Rupee Weakness Dampens Investor Sentiment
“The currency risk will limit the foreign inflows as their returns will get affected. In the current financial year, the rupee depreciated more than 2% and underperformed its Asian peers despite a weakened dollar index, leading foreign investors to shy away from India,” said Madhavankutty G, chief economist, Canara Bank. He further said “As geopolitical situation is still fluid, it will not improve the confidence of foreign investors to put their money into India.”
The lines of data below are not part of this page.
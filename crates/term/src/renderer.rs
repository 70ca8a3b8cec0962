//! TerminalRenderer: flushes a framebuffer to a real terminal.
//!
//! Every frame goes through [`encode_frame_into`]. Without a previous frame of
//! the same size the screen is cleared and every cell is dirty; otherwise only
//! cells that differ are written. Dirty cells are grouped into row spans, and
//! a [`Pen`] remembers the cursor and style the terminal already has so a span
//! costs one `MoveTo` at most, plus a style change only where the style does.

use std::io::{self, Write};

use anyhow::Result;

use crossterm::{
    cursor,
    event::{DisableMouseCapture, EnableMouseCapture},
    style::{
        Attribute, Color, Print, ResetColor, SetAttribute, SetBackgroundColor, SetForegroundColor,
    },
    terminal, QueueableCommand,
};

use crate::fb::{Cell, CellStyle, FrameBuffer, Rgb};

impl From<Rgb> for Color {
    fn from(rgb: Rgb) -> Self {
        Color::Rgb {
            r: rgb.r,
            g: rgb.g,
            b: rgb.b,
        }
    }
}

/// Owns stdout while the game runs in raw mode on the alternate screen.
pub struct TerminalRenderer {
    stdout: io::Stdout,
    /// The frame currently on screen. `None` forces a full redraw.
    shown: Option<FrameBuffer>,
    buf: Vec<u8>,
}

impl Default for TerminalRenderer {
    fn default() -> Self {
        Self::new()
    }
}

impl TerminalRenderer {
    pub fn new() -> Self {
        Self {
            stdout: io::stdout(),
            shown: None,
            buf: Vec::with_capacity(64 * 1024),
        }
    }

    /// Switch to raw mode, the alternate screen and mouse reporting.
    pub fn enter(&mut self) -> Result<()> {
        terminal::enable_raw_mode()?;
        self.buf.clear();
        self.buf
            .queue(terminal::EnterAlternateScreen)?
            .queue(cursor::Hide)?
            .queue(terminal::DisableLineWrap)?
            .queue(EnableMouseCapture)?;
        self.flush_buf()
    }

    /// Undo [`enter`](Self::enter). Safe to call after a failed frame.
    pub fn exit(&mut self) -> Result<()> {
        self.buf.clear();
        self.buf
            .queue(DisableMouseCapture)?
            .queue(SetAttribute(Attribute::Reset))?
            .queue(ResetColor)?
            .queue(terminal::EnableLineWrap)?
            .queue(cursor::Show)?
            .queue(terminal::LeaveAlternateScreen)?;
        self.flush_buf()?;
        terminal::disable_raw_mode()?;
        Ok(())
    }

    /// Forget what is on screen; the next draw repaints everything.
    pub fn invalidate(&mut self) {
        self.shown = None;
    }

    /// Draw `fb`, then hand the caller the previously shown buffer to render
    /// the next frame into. No frame is cloned.
    pub fn draw_swap(&mut self, fb: &mut FrameBuffer) -> Result<()> {
        self.buf.clear();
        encode_frame_into(self.shown.as_ref(), fb, &mut self.buf)?;
        if !self.buf.is_empty() {
            self.flush_buf()?;
        }

        match self.shown.as_mut() {
            Some(shown) => std::mem::swap(shown, fb),
            None => {
                let (w, h) = (fb.width(), fb.height());
                self.shown = Some(std::mem::replace(fb, FrameBuffer::new(w, h)));
            }
        }
        Ok(())
    }

    fn flush_buf(&mut self) -> Result<()> {
        self.stdout.write_all(&self.buf)?;
        self.stdout.flush()?;
        Ok(())
    }
}

/// Encode the commands that turn `shown` into `next` on screen.
///
/// `shown` of a different size counts as nothing shown. Writes nothing at all
/// when the frames are equal.
pub fn encode_frame_into(
    shown: Option<&FrameBuffer>,
    next: &FrameBuffer,
    out: &mut Vec<u8>,
) -> Result<()> {
    let shown = shown.filter(|s| s.width() == next.width() && s.height() == next.height());
    if shown.is_none() {
        out.queue(terminal::Clear(terminal::ClearType::All))?;
    }

    let width = next.width() as usize;
    if width == 0 {
        return Ok(());
    }

    let mut pen = Pen::default();
    for (y, row) in next.cells().chunks(width).enumerate() {
        let old = shown.map(|s| &s.cells()[y * width..(y + 1) * width]);
        let dirty = |x: usize| old.map_or(true, |o| o[x] != row[x]);

        let mut x = 0;
        while x < width {
            if !dirty(x) {
                x += 1;
                continue;
            }
            let start = x;
            while x < width && dirty(x) {
                x += 1;
            }
            pen.span(out, start as u16, y as u16, &row[start..x])?;
        }
    }
    pen.finish(out)
}

/// Terminal cursor and style state while a frame is encoded.
///
/// Glyphs are batched into `text` and printed in one command per style run.
#[derive(Default)]
struct Pen {
    cursor: Option<(u16, u16)>,
    style: Option<CellStyle>,
    text: String,
}

impl Pen {
    fn span(&mut self, out: &mut Vec<u8>, x: u16, y: u16, cells: &[Cell]) -> Result<()> {
        if self.cursor != Some((x, y)) {
            self.flush_text(out)?;
            out.queue(cursor::MoveTo(x, y))?;
        }
        for cell in cells {
            if self.style != Some(cell.style) {
                self.flush_text(out)?;
                change_style(out, self.style, cell.style)?;
                self.style = Some(cell.style);
            }
            self.text.push(cell.ch);
        }
        self.cursor = Some((x + cells.len() as u16, y));
        Ok(())
    }

    fn flush_text(&mut self, out: &mut Vec<u8>) -> Result<()> {
        if !self.text.is_empty() {
            out.queue(Print(&self.text))?;
            self.text.clear();
        }
        Ok(())
    }

    fn finish(mut self, out: &mut Vec<u8>) -> Result<()> {
        self.flush_text(out)?;
        if self.style.is_some() {
            out.queue(SetAttribute(Attribute::Reset))?.queue(ResetColor)?;
        }
        Ok(())
    }
}

/// Emit only the parts of `to` that differ from `from`.
///
/// An attribute change goes through SGR reset, which also drops both colors.
fn change_style(out: &mut Vec<u8>, from: Option<CellStyle>, to: CellStyle) -> Result<()> {
    let reset = from.map_or(true, |f| f.bold != to.bold || f.dim != to.dim);
    if reset {
        out.queue(SetAttribute(Attribute::Reset))?;
        if to.bold {
            out.queue(SetAttribute(Attribute::Bold))?;
        }
        if to.dim {
            out.queue(SetAttribute(Attribute::Dim))?;
        }
    }
    if reset || from.map(|f| f.fg) != Some(to.fg) {
        out.queue(SetForegroundColor(to.fg.into()))?;
    }
    if reset || from.map(|f| f.bg) != Some(to.bg) {
        out.queue(SetBackgroundColor(to.bg.into()))?;
    }
    Ok(())
}

#[cfg(test)]
mod tests {
    use super::*;

    const CLEAR_ALL: &str = "\x1b[2J";

    fn encode(shown: Option<&FrameBuffer>, next: &FrameBuffer) -> String {
        let mut out = Vec::new();
        encode_frame_into(shown, next, &mut out).unwrap();
        String::from_utf8(out).unwrap()
    }

    fn row(fb: &mut FrameBuffer, y: u16, text: &str) {
        fb.put_str(0, y, text, CellStyle::default());
    }

    #[test]
    fn rgb_converts_to_true_color() {
        assert_eq!(
            Color::from(Rgb::from_hex(0xa000f0)),
            Color::Rgb { r: 160, g: 0, b: 240 }
        );
    }

    #[test]
    fn first_frame_clears_and_writes_rows() {
        let mut fb = FrameBuffer::new(2, 2);
        row(&mut fb, 0, "AB");
        row(&mut fb, 1, "CD");

        let text = encode(None, &fb);
        assert!(text.starts_with(CLEAR_ALL));
        assert!(text.contains("AB"));
        assert!(text.contains("\x1b[2;1HCD"));
    }

    #[test]
    fn unchanged_frame_writes_nothing() {
        let fb = FrameBuffer::new(4, 2);
        assert!(encode(Some(&fb.clone()), &fb).is_empty());
    }

    #[test]
    fn only_changed_span_is_written() {
        let shown = FrameBuffer::new(5, 1);
        let mut next = shown.clone();
        next.put_str(1, 0, "XXX", CellStyle::default());

        let text = encode(Some(&shown), &next);
        assert!(!text.contains(CLEAR_ALL));
        // One move to column 1, the style once, then the whole run.
        assert_eq!(text.matches("\x1b[1;2H").count(), 1);
        assert_eq!(text.matches("38;2;").count(), 1);
        assert!(text.contains("XXX"));
        assert!(!text.contains(' '));
    }

    #[test]
    fn style_change_splits_run() {
        let shown = FrameBuffer::new(3, 1);
        let mut next = shown.clone();
        let red = CellStyle::new(Rgb::new(255, 0, 0), Rgb::new(0, 0, 0));
        next.put_str(0, 0, "ab", red);
        next.put_char(2, 0, 'c', red.bold());

        let text = encode(Some(&shown), &next);
        assert!(text.contains("ab"));
        assert!(text.contains("c"));
        assert_eq!(text.matches("38;2;255;0;0").count(), 2);
        // Background stays the same but is re-sent after the attribute reset.
        assert_eq!(text.matches("48;2;0;0;0").count(), 2);
    }

    #[test]
    fn resized_frame_is_a_full_redraw() {
        let shown = FrameBuffer::new(2, 1);
        let next = FrameBuffer::new(3, 1);
        let text = encode(Some(&shown), &next);
        assert!(text.starts_with(CLEAR_ALL));
        assert!(text.contains("   "));
    }
}
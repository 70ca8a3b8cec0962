//! Read-only copy of the engine state for renderers.
//!
//! Cells store [`PieceKind::code`], so a board can be drawn without consulting
//! the shape catalog again.

use crate::piece::ActivePiece;
use crate::shapes::Shape;
use crate::types::{GamePhase, PieceKind, BOARD_HEIGHT, BOARD_WIDTH};

#[derive(Debug, Clone, Copy, PartialEq, Eq, Hash)]
pub struct ActiveSnapshot {
    pub kind: PieceKind,
    pub shape: Shape,
    pub x: i8,
    pub y: i8,
}

impl ActiveSnapshot {
    /// Absolute grid coordinates of the filled cells.
    pub fn cells(&self) -> impl Iterator<Item = (i8, i8)> + '_ {
        self.shape
            .filled_cells()
            .map(move |(dx, dy)| (self.x + dx, self.y + dy))
    }
}

impl From<ActivePiece> for ActiveSnapshot {
    fn from(value: ActivePiece) -> Self {
        Self {
            kind: value.kind,
            shape: value.shape,
            x: value.x,
            y: value.y,
        }
    }
}

#[derive(Debug, Clone, Copy, PartialEq, Eq, Hash)]
pub struct GameSnapshot {
    pub board: [[u8; BOARD_WIDTH as usize]; BOARD_HEIGHT as usize],
    pub active: Option<ActiveSnapshot>,
    pub phase: GamePhase,
    pub score: u32,
    pub lines: u32,
    pub pieces_locked: u32,
}

impl GameSnapshot {
    /// Kind stored at (x, y), if any.
    pub fn cell(&self, x: usize, y: usize) -> Option<PieceKind> {
        self.board
            .get(y)
            .and_then(|row| row.get(x))
            .and_then(|&code| PieceKind::from_code(code))
    }
}

impl Default for GameSnapshot {
    fn default() -> Self {
        Self {
            board: [[0u8; BOARD_WIDTH as usize]; BOARD_HEIGHT as usize],
            active: None,
            phase: GamePhase::Idle,
            score: 0,
            lines: 0,
            pieces_locked: 0,
        }
    }
}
The Indian rupee has been under pressure since a while on account of geopolitical events. The domestic currency depreciated 2.21% (189 paise) in the current financial year and 0.28% (25 paise) in the month. Though the dollar index weakened around 10%, the rupee continued to remain under pressure. On the other hand, other Asian peers appreciated followed by the dollar weakness.
Indian rupee was the worst performer compared to its Asian peers in FY26. Taiwanese dollar appreciated 10%, making it the best performing currency. This is followed by South Korean won, which appreciated by 6%.
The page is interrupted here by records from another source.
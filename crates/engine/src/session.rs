//! Session - the host-side driver around one [`GameEngine`].
//!
//! The session is what a frontend talks to: it forwards frames and input to
//! the engine, keeps the elapsed-time clock, and watches for the end of a
//! game to stop the clock and record the session high score.

use log::{debug, info};

use crate::core::{GameEngine, GameSnapshot, PieceRng, PieceSource};
use crate::types::{GameAction, MoveOutcome};
use crate::GameClock;

/// Elapsed time and best score, for the HUD.
#[derive(Debug, Clone, Copy, PartialEq, Eq, Default)]
pub struct SessionStats {
    pub elapsed_secs: u32,
    pub high_score: u32,
    pub games_played: u32,
    pub last_final_score: Option<u32>,
}

#[derive(Debug, Clone)]
pub struct Session<S = PieceRng> {
    engine: GameEngine<S>,
    clock: GameClock,
    high_score: u32,
    games_played: u32,
    last_final_score: Option<u32>,
}

impl<S: PieceSource> Session<S> {
    pub fn new(engine: GameEngine<S>) -> Self {
        Self {
            engine,
            clock: GameClock::new(),
            high_score: 0,
            games_played: 0,
            last_final_score: None,
        }
    }

    /// Start a new game (or restart), resetting the clock at `now_ms`.
    pub fn start(&mut self, now_ms: u64) {
        self.engine.start();
        self.clock.start(now_ms);
        self.games_played = self.games_played.wrapping_add(1);
        info!("[Session] Game {} started", self.games_played);
        self.observe();
    }

    /// Advance one frame: feed the elapsed delta to the engine's drop timer.
    ///
    /// Returns the outcome of the automatic drop when one happened.
    pub fn frame(&mut self, now_ms: u64) -> Option<MoveOutcome> {
        let delta = self.clock.frame(now_ms);
        if !self.engine.game_active() {
            return None;
        }
        let outcome = self.engine.tick(delta);
        self.observe();
        outcome
    }

    /// Forward a player action.
    ///
    /// Movement and rotation are ignored unless a game is running; `Start`
    /// is only accepted when one is not.
    pub fn dispatch(&mut self, action: GameAction, now_ms: u64) -> bool {
        let accepted = (action == GameAction::Start) != self.engine.game_active();
        if !accepted {
            debug!(
                "[Session] Ignored {} while {}",
                action.as_str(),
                self.engine.phase().as_str()
            );
            return false;
        }

        if action == GameAction::Start {
            self.start(now_ms);
            return true;
        }

        let changed = self.engine.apply_action(action);
        self.observe();
        changed
    }

    pub fn engine(&self) -> &GameEngine<S> {
        &self.engine
    }

    pub fn engine_mut(&mut self) -> &mut GameEngine<S> {
        &mut self.engine
    }

    pub fn snapshot_into(&self, out: &mut GameSnapshot) {
        self.engine.snapshot_into(out);
    }

    pub fn game_active(&self) -> bool {
        self.engine.game_active()
    }

    pub fn elapsed_secs(&self) -> u32 {
        self.clock.elapsed_secs()
    }

    /// Best final score of any game finished in this process.
    pub fn high_score(&self) -> u32 {
        self.high_score
    }

    pub fn stats(&self) -> SessionStats {
        SessionStats {
            elapsed_secs: self.clock.elapsed_secs(),
            high_score: self.high_score,
            games_played: self.games_played,
            last_final_score: self.last_final_score,
        }
    }

    fn observe(&mut self) {
        if let Some(ev) = self.engine.take_last_event() {
            if ev.locked {
                debug!(
                    "[Session] Piece locked: rows={} points={} score={}",
                    ev.rows_cleared,
                    ev.points,
                    self.engine.score()
                );
            }
        }

        if self.clock.is_running() && self.engine.game_over() {
            self.finish();
        }
    }

    fn finish(&mut self) {
        self.clock.stop();
        let score = self.engine.score();
        self.last_final_score = Some(score);
        info!(
            "[Session] Game {} over: score={} lines={} time={}s",
            self.games_played,
            score,
            self.engine.lines(),
            self.clock.elapsed_secs()
        );
        if score > self.high_score {
            self.high_score = score;
            info!("[Session] New high score: {}", score);
        }
    }
}

impl Default for Session<PieceRng> {
    fn default() -> Self {
        Self::new(GameEngine::default())
    }
}
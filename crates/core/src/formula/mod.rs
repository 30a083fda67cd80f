//! Display vs inline formula classification.
//!
//! This module contains:
//! - Formula layout types (FormulaType, FormulaTypeResult, Reason)
//! - Classification parameters (FormulaTypeParams, RuleWeights)
//! - The geometric rule table and the vote-tally classifier

pub mod classifier;
pub mod params;
pub mod reason;
pub(crate) mod rules;
pub mod types;

pub use classifier::*;
pub use params::*;
pub use reason::*;
pub use types::*;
Yield Spread and FPI Outlook
“As our credit profile further strengthens and we gain inclusion in more global bond indices, we can attract foreign inflows, further diversifying our debt markets,” said Anurag Mittal, head of fixed income, UTI Mutual Fund. He added that more inflows will depend on exchange rate stability and inclusion of Indian bonds in more indices.
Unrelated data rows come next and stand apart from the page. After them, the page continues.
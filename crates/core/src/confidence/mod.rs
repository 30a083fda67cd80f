//! Detection confidence scoring.
//!
//! Four independent dimensions (feature match, classification certainty,
//! boundary clarity, context consistency) are averaged with fixed weights and
//! bucketed into low/medium/high.

pub mod params;
pub mod scorer;
pub mod types;

pub use params::*;
pub use scorer::*;
pub use types::*;
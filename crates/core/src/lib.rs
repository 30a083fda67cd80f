//! mathzone - display/inline formula classification and detection confidence
//! scoring for document OCR pipelines.
//!
//! The library is a pure decision layer over measurements produced upstream
//! (region geometry, text lines, pixel features, content-type labels, refined
//! boundaries). It performs no I/O of its own.

pub mod classification;
pub mod confidence;
pub mod error;
pub mod features;
pub mod formula;
pub mod geometry;
pub mod pipeline;
pub mod utils;

pub use classification::{ClassificationResult, ContentType, RefinedBoundary};
pub use confidence::{
    ConfidenceBreakdown, ConfidenceLevel, ConfidenceParams, ConfidenceScore, ConfidenceScorer,
    DetectionCandidate, ReviewDecision,
};
pub use error::{MathzoneError, Result};
pub use features::{HorizontalAlignment, MathFeatures, VerticalAlignment};
pub use formula::{
    FormulaType, FormulaTypeClassifier, FormulaTypeParams, FormulaTypeResult, Reason,
};
pub use geometry::{ImageRegion, RegionContext, TextLine};
pub use pipeline::{
    Engine, EngineConfig, PageEvaluation, PageObservation, RegionEvaluation, RegionObservation,
};
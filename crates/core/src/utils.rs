//! Numeric helpers shared by the classifier and the scorer.

/// Small epsilon for floating-point comparisons.
pub const EPSILON: f64 = 1e-9;

/// Compares two floats for approximate equality.
#[inline]
pub fn approx_eq(a: f64, b: f64, epsilon: f64) -> bool {
    (a - b).abs() <= epsilon
}

/// Clamps a value into `[0, 1]`, mapping NaN to 0.
#[inline]
pub fn clamp_unit(v: f64) -> f64 {
    if v.is_nan() { 0.0 } else { v.clamp(0.0, 1.0) }
}

/// Divides, returning 0 when the denominator is zero or the result is not finite.
#[inline]
pub fn safe_ratio(num: f64, den: f64) -> f64 {
    if den.abs() <= EPSILON {
        return 0.0;
    }
    let r = num / den;
    if r.is_finite() { r } else { 0.0 }
}

/// True when `v` lies inside the closed band `[lo, hi]`.
#[inline]
pub fn in_band(v: f64, (lo, hi): (f64, f64)) -> bool {
    v >= lo && v <= hi
}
According to Gaura Sengupta, chief economist, IDFC FIRST Bank, “The actual inflows will be dependent on how FPIs assess India compared to other emerging markets. Firstly, their assessment on overall emerging markets has to change. Secondly, actually flows into India will be a function of the yield differential between India and the US. If it widens, we will attract more flows depending on how the FPI’s assessment on EMs.”
Currently, 10-year Indian benchmark bond is trading at 6.50% and US Treasury at 4.30%, giving a spread of over 200 bps. FPIs net sold government securities worth Rs 15,156 crore since April, majorly due to profit booking and narrowed spread between Indian and US yields. After the rating upgrade announcement, FPI inflows worth Rs 3,872 crore have come into the government securities market. However, experts doubt the sustained inflows going ahead.